> _TASK GOAL_
Each entry must be reproduced precisely as it stands.

[Dataset excerpts]
○ ○ ○ ○ ○

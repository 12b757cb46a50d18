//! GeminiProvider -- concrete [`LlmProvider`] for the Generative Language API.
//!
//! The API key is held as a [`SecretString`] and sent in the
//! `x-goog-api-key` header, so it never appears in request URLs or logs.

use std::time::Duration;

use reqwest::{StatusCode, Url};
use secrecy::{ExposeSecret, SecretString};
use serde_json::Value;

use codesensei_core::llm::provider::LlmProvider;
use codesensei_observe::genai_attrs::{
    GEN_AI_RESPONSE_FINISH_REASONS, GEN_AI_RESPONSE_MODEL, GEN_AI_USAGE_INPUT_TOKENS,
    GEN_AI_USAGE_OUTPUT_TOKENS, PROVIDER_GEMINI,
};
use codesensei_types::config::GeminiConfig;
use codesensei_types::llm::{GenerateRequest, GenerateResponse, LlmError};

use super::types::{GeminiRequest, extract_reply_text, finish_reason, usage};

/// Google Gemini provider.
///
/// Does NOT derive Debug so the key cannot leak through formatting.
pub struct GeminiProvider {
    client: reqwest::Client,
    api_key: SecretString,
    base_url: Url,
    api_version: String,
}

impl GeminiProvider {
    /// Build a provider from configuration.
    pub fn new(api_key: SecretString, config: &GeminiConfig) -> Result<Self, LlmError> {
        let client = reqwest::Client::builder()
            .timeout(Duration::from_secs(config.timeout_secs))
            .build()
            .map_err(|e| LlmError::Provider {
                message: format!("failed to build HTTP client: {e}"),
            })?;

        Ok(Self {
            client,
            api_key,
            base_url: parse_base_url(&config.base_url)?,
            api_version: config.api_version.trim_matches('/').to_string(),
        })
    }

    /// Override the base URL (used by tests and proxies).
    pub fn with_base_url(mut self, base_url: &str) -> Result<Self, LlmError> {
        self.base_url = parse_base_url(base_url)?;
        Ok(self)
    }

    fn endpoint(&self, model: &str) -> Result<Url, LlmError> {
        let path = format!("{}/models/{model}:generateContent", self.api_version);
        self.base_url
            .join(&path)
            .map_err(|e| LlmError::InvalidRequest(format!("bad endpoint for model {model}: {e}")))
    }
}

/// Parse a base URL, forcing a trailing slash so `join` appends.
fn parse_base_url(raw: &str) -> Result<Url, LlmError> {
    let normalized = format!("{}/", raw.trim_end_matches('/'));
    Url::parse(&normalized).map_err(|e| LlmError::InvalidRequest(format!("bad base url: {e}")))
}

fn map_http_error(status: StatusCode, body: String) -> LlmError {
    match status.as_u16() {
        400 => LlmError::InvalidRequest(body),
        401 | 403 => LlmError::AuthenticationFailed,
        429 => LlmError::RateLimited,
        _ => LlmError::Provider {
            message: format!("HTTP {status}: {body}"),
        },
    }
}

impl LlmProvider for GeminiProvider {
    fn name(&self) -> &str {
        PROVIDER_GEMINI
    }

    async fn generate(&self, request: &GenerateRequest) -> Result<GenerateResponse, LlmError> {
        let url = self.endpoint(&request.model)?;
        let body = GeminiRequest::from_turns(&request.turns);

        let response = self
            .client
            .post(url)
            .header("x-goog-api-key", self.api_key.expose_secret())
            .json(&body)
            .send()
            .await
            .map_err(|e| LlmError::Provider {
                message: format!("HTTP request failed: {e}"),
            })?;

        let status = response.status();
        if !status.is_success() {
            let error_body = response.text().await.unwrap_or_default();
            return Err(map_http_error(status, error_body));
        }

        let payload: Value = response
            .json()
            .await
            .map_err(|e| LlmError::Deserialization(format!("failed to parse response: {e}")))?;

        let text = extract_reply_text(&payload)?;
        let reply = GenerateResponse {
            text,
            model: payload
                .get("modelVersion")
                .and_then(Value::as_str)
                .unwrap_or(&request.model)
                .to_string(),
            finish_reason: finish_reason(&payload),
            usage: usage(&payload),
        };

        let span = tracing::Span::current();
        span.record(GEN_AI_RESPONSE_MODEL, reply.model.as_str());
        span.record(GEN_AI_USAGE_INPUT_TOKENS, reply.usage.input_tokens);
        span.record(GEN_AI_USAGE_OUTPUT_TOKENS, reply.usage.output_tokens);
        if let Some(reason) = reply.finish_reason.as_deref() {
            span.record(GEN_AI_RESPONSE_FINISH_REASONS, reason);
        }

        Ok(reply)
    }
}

○ ○ ○ ○ ○

> _PROBLEM SOLUTION_
repository 12b757cb46a50d18
//! GeminiProvider -- concrete [`LlmProvider`] for the Generative Language API.
//!
//! The API key is held as a [`SecretString`] and sent in the
//! `x-goog-api-key` header, so it never appears in request URLs or logs.

use std::time::Duration;

use reqwest::{StatusCode, Url};
use secrecy::{ExposeSecret, SecretString};
use serde_json::Value;

use codesensei_core::llm::provider::LlmProvider;
use codesensei_observe::genai_attrs::{
    GEN_AI_RESPONSE_FINISH_REASONS, GEN_AI_RESPONSE_MODEL, GEN_AI_USAGE_INPUT_TOKENS,
    GEN_AI_USAGE_OUTPUT_TOKENS, PROVIDER_GEMINI,
};
use codesensei_types::config::GeminiConfig;
use codesensei_types::llm::{GenerateRequest, GenerateResponse, LlmError};

use super::types::{GeminiRequest, extract_reply_text, finish_reason, usage};

/// Google Gemini provider.
///
/// Does NOT derive Debug so the key cannot leak through formatting.
pub struct GeminiProvider {
    client: reqwest::Client,
    api_key: SecretString,
    base_url: Url,
    api_version: String,
}

impl GeminiProvider {
    /// Build a provider from configuration.
    pub fn new(api_key: SecretString, config: &GeminiConfig) -> Result<Self, LlmError> {
        let client = reqwest::Client::builder()
            .timeout(Duration::from_secs(config.timeout_secs))
            .build()
            .map_err(|e| LlmError::Provider {
                message: format!("failed to build HTTP client: {e}"),
            })?;

        Ok(Self {
            client,
            api_key,
            base_url: parse_base_url(&config.base_url)?,
            api_version: config.api_version.trim_matches('/').to_string(),
        })
    }

    /// Override the base URL (used by tests and proxies).
    pub fn with_base_url(mut self, base_url: &str) -> Result<Self, LlmError> {
        self.base_url = parse_base_url(base_url)?;
        Ok(self)
    }

    fn endpoint(&self, model: &str) -> Result<Url, LlmError> {
        let path = format!("{}/models/{model}:generateContent", self.api_version);
        self.base_url
            .join(&path)
            .map_err(|e| LlmError::InvalidRequest(format!("bad endpoint for model {model}: {e}")))
    }
}

/// Parse a base URL, forcing a trailing slash so `join` appends.
fn parse_base_url(raw: &str) -> Result<Url, LlmError> {
    let normalized = format!("{}/", raw.trim_end_matches('/'));
    Url::parse(&normalized).map_err(|e| LlmError::InvalidRequest(format!("bad base url: {e}")))
}

fn map_http_error(status: StatusCode, body: String) -> LlmError {
    match status.as_u16() {
        400 => LlmError::InvalidRequest(body),
        401 | 403 => LlmError::AuthenticationFailed,
        429 => LlmError::RateLimited,
        _ => LlmError::Provider {
            message: format!("HTTP {status}: {body}"),
        },
    }
}

impl LlmProvider for GeminiProvider {
    fn name(&self) -> &str {
        PROVIDER_GEMINI
    }

    async fn generate(&self, request: &GenerateRequest) -> Result<GenerateResponse, LlmError> {
        let url = self.endpoint(&request.model)?;
        let body = GeminiRequest::from_turns(&request.turns);

        let response = self
            .client
            .post(url)
            .header("x-goog-api-key", self.api_key.expose_secret())
            .json(&body)
            .send()
            .await
            .map_err(|e| LlmError::Provider {
                message: format!("HTTP request failed: {e}"),
            })?;

        let status = response.status();
        if !status.is_success() {
            let error_body = response.text().await.unwrap_or_default();
            return Err(map_http_error(status, error_body));
        }

        let payload: Value = response
            .json()
            .await
            .map_err(|e| LlmError::Deserialization(format!("failed to parse response: {e}")))?;

        let text = extract_reply_text(&payload)?;
        let reply = GenerateResponse {
            text,
            model: payload
                .get("modelVersion")
                .and_then(Value::as_str)
                .unwrap_or(&request.model)
                .to_string(),
            finish_reason: finish_reason(&payload),
            usage: usage(&payload),
        };

        let span = tracing::Span::current();
        span.record(GEN_AI_RESPONSE_MODEL, reply.model.as_str());
        span.record(GEN_AI_USAGE_INPUT_TOKENS, reply.usage.input_tokens);
        span.record(GEN_AI_USAGE_OUTPUT_TOKENS, reply.usage.output_tokens);
        if let Some(reason) = reply.finish_reason.as_deref() {
            span.record(GEN_AI_RESPONSE_FINISH_REASONS, reason);
        }

        Ok(reply)
    }
}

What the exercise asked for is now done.